Agentes já estavam afastados das funções; prisão temporária vale por 30 dias enquanto Polícia Civil investiga abordagem contra moradora grávida

Três guardas civis municipais de Caraguatatuba, no litoral norte de São Paulo, foram presos temporariamente neste sábado (22) por suspeita de tortura física e psicológica contra uma mulher grávida durante uma abordagem. A medida foi determinada pela Justiça, a pedido da Polícia Civil e com parecer favorável do Ministério Público de São Paulo (MPSP).
Os três agentes já eram investigados e tinham sido afastados preventivamente das funções pela prefeitura. O caso ganhou repercussão depois da divulgação de um vídeo que mostra a mulher durante a abordagem e registra uma agressão.
Nas imagens, a mulher aparece conversando com um guarda municipal e participa de uma ligação telefônica com outra pessoa. No fim da chamada, ocorre uma interação entre essa pessoa e o agente, seguida pela agressão registrada no vídeo.
Segundo a investigação, os guardas teriam entrado na residência da mulher sem autorização judicial. A circulação das imagens nas redes sociais motivou a apuração da Polícia Civil sobre possível prática de tortura física e psicológica.
A Justiça determinou a prisão temporária dos três investigados pelo prazo de 30 dias. Na decisão, o juiz considerou que a permanência dos agentes em liberdade poderia comprometer o andamento das investigações.
O magistrado apontou indícios de possível influência funcional, tentativa de obtenção de depoimentos falsos e risco de intimidação da vítima ou interferência na produção de provas. Esses fatores foram considerados na decisão que autorizou as prisões.
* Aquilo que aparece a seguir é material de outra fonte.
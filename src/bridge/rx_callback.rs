/*
 *  Copyright (C) 2025 Michael Bachmann
 *
 *  This program is free software: you can redistribute it and/or modify
 *  it under the terms of the GNU Affero General Public License as published by
 *  the Free Software Foundation, either version 3 of the License, or
 *  (at your option) any later version.
 *
 *  This program is distributed in the hope that it will be useful,
 *  but WITHOUT ANY WARRANTY; without even the implied warranty of
 *  MERCHANTABILITY or FITNESS FOR A PARTICULAR PURPOSE.  See the
 *  GNU Affero General Public License for more details.
 *
 *  You should have received a copy of the GNU Affero General Public License
 *  along with this program.  If not, see <https://www.gnu.org/licenses/>.
 */

//! The receive-callback handler (AVM → upstream, data flow A, `spec`
//! §4.4.5 / §2's "transport Rx callback → convert → frame-pool slot →
//! payload FIFO"). Grounded on `aes67-rs::receiver::Receiver::
//! rtp_data_received`'s validate-then-convert-then-hand-off shape, but
//! invoked synchronously from a transport-owned thread rather than an
//! async task, so every path here is non-blocking per `spec` §5's "the
//! core must never block [transport callback threads]".

use crate::anc;
use crate::clock::PtpTimestamp;
use crate::config::BaselineConfig;
use crate::convert::audio::interleaved_be24_to_planar_f32;
use crate::error::{ConvertError, ConvertResult, Status};
use crate::fifo::FifoWriter;
use crate::frame::{AudioFrameBody, FrameBody, FrameData, MetadataFrameBody, PixelLayout, VideoFrameBody};
use crate::monitoring::BridgeStats;
use crate::pool::FramePool;
use crate::sgl::SgList;
use crate::transport::{AvmTransport, StreamKind};
use std::sync::Arc;
use tracing::warn;

pub struct ReceiveCallbackHandler {
    pool: Arc<FramePool<()>>,
    payload_tx: FifoWriter<Arc<FrameData>>,
    transport: Arc<dyn AvmTransport>,
    stats: Arc<BridgeStats>,
}

impl ReceiveCallbackHandler {
    pub fn new(
        pool: Arc<FramePool<()>>,
        payload_tx: FifoWriter<Arc<FrameData>>,
        transport: Arc<dyn AvmTransport>,
        stats: Arc<BridgeStats>,
    ) -> Self {
        ReceiveCallbackHandler {
            pool,
            payload_tx,
            transport,
            stats,
        }
    }

    /// Entry point called on the transport's own Rx callback thread.
    /// Always returns the transport buffer via `rx_free_buffer` exactly
    /// once, whichever path is taken (`spec` §3: "the core must call this
    /// exactly once per SGL").
    pub fn on_rx_payload(
        &self,
        stream: StreamKind,
        config: &BaselineConfig,
        timestamp: PtpTimestamp,
        raw: &[u8],
    ) {
        let body = match convert(stream, config, timestamp, raw, &self.stats) {
            Ok(body) => body,
            Err(e) => {
                warn!("rejecting malformed AVM payload on {stream:?}: {e}");
                self.transport.rx_free_buffer(stream, raw);
                return;
            }
        };

        if self.pool.try_acquire().is_err() {
            warn!("frame pool exhausted, dropping AVM payload on {stream:?}");
            self.transport.rx_free_buffer(stream, raw);
            return;
        }

        let frame = Arc::new(FrameData::new(body));
        if self.payload_tx.try_write(frame).is_err() {
            warn!("payload FIFO full, dropping AVM payload on {stream:?}");
            self.pool.release(());
        } else {
            self.stats.record_payload_callback();
        }

        self.transport.rx_free_buffer(stream, raw);
    }
}

/// Representative upstream pixel layout for a configured AVM sampling mode.
/// The original upstream-specific FOURCC is not recoverable from the AVM
/// side alone; any layout that maps onto the same sampling mode is an
/// equally valid tag for an AVM-originated frame.
fn representative_pixel_layout(sampling: crate::config::Sampling) -> PixelLayout {
    use crate::config::Sampling;
    match sampling {
        Sampling::Yuv422 => PixelLayout::Uyvy,
        Sampling::Yuv444 => PixelLayout::Nv12,
        Sampling::Rgb444 => PixelLayout::Rgbx,
    }
}

fn convert(
    stream: StreamKind,
    config: &BaselineConfig,
    timestamp: PtpTimestamp,
    raw: &[u8],
    stats: &BridgeStats,
) -> ConvertResult<FrameBody> {
    let timestamp_100ns = timestamp.to_nanos() / 100;
    match (stream, config) {
        (StreamKind::Video, BaselineConfig::Video(v)) => {
            let layout = representative_pixel_layout(v.sampling);
            Ok(FrameBody::Video(VideoFrameBody {
                width: v.width,
                height: v.height,
                pixel_layout: layout,
                bit_depth: v.bit_depth,
                interlaced: matches!(v.interlace_mode, crate::config::InterlaceMode::InterlacedInterleaved),
                rate_num: v.rate_num,
                rate_den: v.rate_den,
                data: Arc::from(raw),
                timestamp_100ns,
            }))
        }
        (StreamKind::Audio, BaselineConfig::Audio(a)) => {
            let bytes_per_frame = a.channels as usize * 3;
            if bytes_per_frame == 0 || raw.len() % bytes_per_frame != 0 {
                return Err(ConvertError::UnsupportedChannelGrouping(a.channels));
            }
            let samples_per_channel = raw.len() / bytes_per_frame;
            let planar = interleaved_be24_to_planar_f32(raw, a.channels as usize, samples_per_channel);
            let mut flat = Vec::with_capacity(a.channels as usize * samples_per_channel);
            for channel in &planar {
                flat.extend_from_slice(channel);
            }
            Ok(FrameBody::Audio(AudioFrameBody {
                sample_rate: a.sample_rate,
                channels: a.channels,
                samples_per_channel,
                channel_stride: samples_per_channel,
                data: Arc::from(flat),
                timestamp_100ns,
            }))
        }
        (StreamKind::Ancillary, BaselineConfig::Ancillary(_)) => {
            if decode_and_record_ancillary(raw, stats) == Status::InvalidPayload {
                return Err(ConvertError::UnsupportedPixelLayout(*b"ANC\0"));
            }
            Ok(FrameBody::Metadata(MetadataFrameBody {
                data: Arc::from(raw),
                timestamp_100ns,
            }))
        }
        _ => Err(ConvertError::UnsupportedPixelLayout(*b"????")),
    }
}

/// Validates an incoming ancillary payload via `anc::unpacketize`, logging
/// and counting per-packet parity/checksum health (`spec` §4.4.5). The
/// frame body itself still carries the raw bytes through unchanged — this
/// call exists for wire-format validation and the `BridgeStats` parity/
/// checksum counters, not to re-encode the payload.
fn decode_and_record_ancillary(raw: &[u8], stats: &BridgeStats) -> Status {
    let sgl = SgList::with_entry(raw);
    anc::unpacketize(&sgl, |_field_kind, packet, has_parity_error, has_checksum_error| {
        if !has_parity_error && !has_checksum_error {
            return;
        }
        let (did, sdid) = packet.map(|p| (p.did, p.sdid)).unwrap_or_default();
        warn!(
            "ancillary packet did={did:#x} sdid={sdid:#x} parity_error={has_parity_error} checksum_error={has_checksum_error}"
        );
        if has_parity_error {
            stats.record_parity_error();
        }
        if has_checksum_error {
            stats.record_checksum_error();
        }
    })
}

#[cfg(test)]
mod tests {
    use super::*;
    use crate::config::{AudioConfig, InterlaceMode, PictureWindow, PixelAspectRatio, Range, Sampling, Tcs, VideoConfig};
    use crate::transport::{TransportError, TxOutcome};
    use std::sync::Mutex;
    use tokio_util::sync::CancellationToken;

    struct RecordingTransport {
        freed: Mutex<Vec<StreamKind>>,
    }

    impl AvmTransport for RecordingTransport {
        fn tx_payload(
            &self,
            _stream: StreamKind,
            _config: &BaselineConfig,
            _timestamp: PtpTimestamp,
            _payload: &[u8],
        ) -> Result<TxOutcome, TransportError> {
            Ok(TxOutcome::Sent)
        }

        fn rx_free_buffer(&self, stream: StreamKind, _buffer: &[u8]) {
            self.freed.lock().unwrap().push(stream);
        }

        fn connection_destroy(&self) {}
    }

    fn audio_config() -> BaselineConfig {
        BaselineConfig::Audio(AudioConfig {
            channels: 2,
            sample_rate: 48000,
            language: "eng".to_owned(),
        })
    }

    #[test]
    fn audio_payload_is_converted_and_queued() {
        let shutdown = CancellationToken::new();
        let (payload_tx, mut payload_rx) = crate::fifo::bounded_fifo(4, shutdown);
        let pool = FramePool::new(2, || ());
        let transport = Arc::new(RecordingTransport {
            freed: Mutex::new(vec![]),
        });
        let stats = BridgeStats::new();
        let handler = ReceiveCallbackHandler::new(pool.clone(), payload_tx, transport.clone(), stats);

        let ch0 = [1.0f32, -1.0];
        let ch1 = [0.5f32, -0.5];
        let raw = crate::convert::audio::planar_f32_to_interleaved_be24(&[&ch0, &ch1], 2);
        let config = audio_config();
        let ts = PtpTimestamp {
            seconds: 0,
            nanoseconds: 0,
        };
        handler.on_rx_payload(StreamKind::Audio, &config, ts, &raw);

        assert_eq!(transport.freed.lock().unwrap().len(), 1);
        let frame = payload_rx.try_read().expect("frame queued");
        match &frame.body {
            FrameBody::Audio(a) => assert_eq!(a.samples_per_channel, 2),
            _ => panic!("expected audio frame"),
        }
    }

    #[test]
    fn video_payload_is_converted_and_queued() {
        let shutdown = CancellationToken::new();
        let (payload_tx, mut payload_rx) = crate::fifo::bounded_fifo(4, shutdown);
        let pool = FramePool::new(1, || ());
        let transport = Arc::new(RecordingTransport {
            freed: Mutex::new(vec![]),
        });
        let stats = BridgeStats::new();
        let handler = ReceiveCallbackHandler::new(pool, payload_tx, transport, stats);
        let config = BaselineConfig::Video(VideoConfig {
            width: 1920,
            height: 1080,
            rate_num: 60000,
            rate_den: 1001,
            bit_depth: 8,
            sampling: Sampling::Yuv422,
            interlace_mode: InterlaceMode::Progressive,
            range: Range::Narrow,
            tcs: Tcs::Sdr,
            pixel_aspect_ratio: PixelAspectRatio {
                width: 1,
                height: 1,
            },
            picture_window: PictureWindow {
                x: 0,
                y: 0,
                width: 1920,
                height: 1080,
            },
        });
        let ts = PtpTimestamp {
            seconds: 0,
            nanoseconds: 0,
        };
        handler.on_rx_payload(StreamKind::Video, &config, ts, &[0u8; 16]);
        let frame = payload_rx.try_read().expect("frame queued");
        match &frame.body {
            FrameBody::Video(v) => {
                assert_eq!(v.width, 1920);
                assert_eq!(v.pixel_layout, PixelLayout::Uyvy);
            }
            _ => panic!("expected video frame"),
        }
    }

    #[test]
    fn pool_exhaustion_drops_payload_and_still_frees_buffer() {
        let shutdown = CancellationToken::new();
        let (payload_tx, _payload_rx) = crate::fifo::bounded_fifo(4, shutdown);
        let pool = FramePool::new(0, || ());
        let transport = Arc::new(RecordingTransport {
            freed: Mutex::new(vec![]),
        });
        let stats = BridgeStats::new();
        let handler = ReceiveCallbackHandler::new(pool, payload_tx, transport.clone(), stats);
        let config = audio_config();
        let ts = PtpTimestamp {
            seconds: 0,
            nanoseconds: 0,
        };
        handler.on_rx_payload(StreamKind::Audio, &config, ts, &[]);
        assert_eq!(transport.freed.lock().unwrap().len(), 1);
    }

    fn sample_anc_payload() -> Vec<u8> {
        let packet = anc::AncPacket {
            packet_offset: 0,
            packet_size: 0,
            is_color_difference_channel: false,
            line_number: 21,
            horizontal_offset: 0,
            has_source_stream_number: false,
            source_stream_number: 0,
            did: 0x61,
            sdid: 0x02,
            data_count: 2,
            user_data: vec![0x80, 0x41],
        };
        let size = anc::compute_size(&[packet.data_count]);
        let mut buf = vec![0u8; size];
        let mut written = 0usize;
        let mut it = std::iter::once(packet);
        anc::packetize(anc::FieldKind::Unspecified, || it.next(), &mut buf, &mut written);
        buf.truncate(written);
        buf
    }

    #[test]
    fn ancillary_payload_passes_through_opaque() {
        let shutdown = CancellationToken::new();
        let (payload_tx, mut payload_rx) = crate::fifo::bounded_fifo(4, shutdown);
        let pool = FramePool::new(1, || ());
        let transport = Arc::new(RecordingTransport {
            freed: Mutex::new(vec![]),
        });
        let stats = BridgeStats::new();
        let handler = ReceiveCallbackHandler::new(pool, payload_tx, transport, stats.clone());
        let config = BaselineConfig::Ancillary(crate::config::AncillaryConfig { version: 1 });
        let ts = PtpTimestamp {
            seconds: 1,
            nanoseconds: 0,
        };
        let raw = sample_anc_payload();
        handler.on_rx_payload(StreamKind::Ancillary, &config, ts, &raw);
        let frame = payload_rx.try_read().expect("frame queued");
        match &frame.body {
            FrameBody::Metadata(m) => assert_eq!(&m.data[..], &raw[..]),
            _ => panic!("expected metadata frame"),
        }
        assert_eq!(stats.snapshot().checksum_error_count, 0);
        assert_eq!(stats.snapshot().parity_error_count, 0);
    }

    #[test]
    fn malformed_ancillary_payload_is_rejected_and_counted() {
        let shutdown = CancellationToken::new();
        let (payload_tx, mut payload_rx) = crate::fifo::bounded_fifo(4, shutdown);
        let pool = FramePool::new(1, || ());
        let transport = Arc::new(RecordingTransport {
            freed: Mutex::new(vec![]),
        });
        let stats = BridgeStats::new();
        let handler = ReceiveCallbackHandler::new(pool, payload_tx, transport.clone(), stats);
        let config = BaselineConfig::Ancillary(crate::config::AncillaryConfig { version: 1 });
        let ts = PtpTimestamp {
            seconds: 1,
            nanoseconds: 0,
        };
        handler.on_rx_payload(StreamKind::Ancillary, &config, ts, &[1, 2, 3]);
        assert!(payload_rx.try_read().is_none());
        assert_eq!(transport.freed.lock().unwrap().len(), 1);
    }

    #[test]
    fn ancillary_checksum_error_is_logged_and_counted_but_still_forwarded() {
        let shutdown = CancellationToken::new();
        let (payload_tx, mut payload_rx) = crate::fifo::bounded_fifo(4, shutdown);
        let pool = FramePool::new(1, || ());
        let transport = Arc::new(RecordingTransport {
            freed: Mutex::new(vec![]),
        });
        let stats = BridgeStats::new();
        let handler = ReceiveCallbackHandler::new(pool, payload_tx, transport, stats.clone());
        let config = BaselineConfig::Ancillary(crate::config::AncillaryConfig { version: 1 });
        let ts = PtpTimestamp {
            seconds: 1,
            nanoseconds: 0,
        };
        let mut raw = sample_anc_payload();
        // For this fixed packet (data_count=2) the checksum's low bit sits
        // at global bit offset 151 (header=64 bits, word0=32, did/sdid/dc=27,
        // user_data=20), i.e. bit index 7 (MSB-first) of byte 18.
        raw[18] ^= 0x01;
        handler.on_rx_payload(StreamKind::Ancillary, &config, ts, &raw);
        assert!(payload_rx.try_read().is_some());
        assert_eq!(stats.snapshot().checksum_error_count, 1);
    }
}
Além da prisão temporária, a Justiça autorizou buscas em endereços relacionados aos investigados. Até o momento das informações fornecidas, não havia balanço sobre possíveis materiais apreendidos durante o cumprimento das medidas.
A prefeitura de Caraguatatuba informou neste sábado que dois dos investigados ocupavam cargos comissionados e foram exonerados. O terceiro é servidor efetivo e permanece afastado preventivamente enquanto responde a processo administrativo disciplinar instaurado para apurar os fatos.
De acordo com a nota enviada à imprensa, as medidas foram adotadas depois que a administração municipal tomou conhecimento das imagens divulgadas nas redes sociais.
O município afirmou que acompanha as investigações e não compactua com condutas irregulares praticadas por agentes públicos. A prefeitura acrescentou, ainda, que o processo administrativo disciplinar assegura o direito à ampla defesa e ao contraditório.
A Polícia Civil mantém a investigação do caso e o processo tramita sob segredo de Justiça. A reportagem não localizou os advogados dos três guardas presos; o espaço segue aberto caso queiram se manifestar.